TASK -
All entries shown below should be duplicated character for character.

(Beginning of PROVIDED INFORMATION)

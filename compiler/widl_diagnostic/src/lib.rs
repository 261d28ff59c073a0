//! Diagnostic system for the WIDL front end.
//!
//! - [`ErrorKind`] is the error taxonomy; each kind has a stable [`ErrorCode`].
//! - [`IdlError`] is what `parse` and `finish` return on failure.
//! - [`Diagnostic`] is the rendered form, resolved against a [`SourceMap`].

mod diagnostic;
mod error;
mod error_code;
mod source_map;

pub use diagnostic::{Diagnostic, Label, Severity};
pub use error::{IdlError, RelatedLoc};
pub use error_code::{ErrorCode, ErrorKind};
pub use source_map::{LineCol, SourceMap};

(End of PROVIDED INFORMATION)

RESULT OF THIS TASK -
filename compiler/widl_diagnostic/src/lib.rs
repository 261d28ff59c073a0
//! Diagnostic system for the WIDL front end.
//!
//! - [`ErrorKind`] is the error taxonomy; each kind has a stable [`ErrorCode`].
//! - [`IdlError`] is what `parse` and `finish` return on failure.
//! - [`Diagnostic`] is the rendered form, resolved against a [`SourceMap`].

mod diagnostic;
mod error;
mod error_code;
mod source_map;

pub use diagnostic::{Diagnostic, Label, Severity};
pub use error::{IdlError, RelatedLoc};
pub use error_code::{ErrorCode, ErrorKind};
pub use source_map::{LineCol, SourceMap};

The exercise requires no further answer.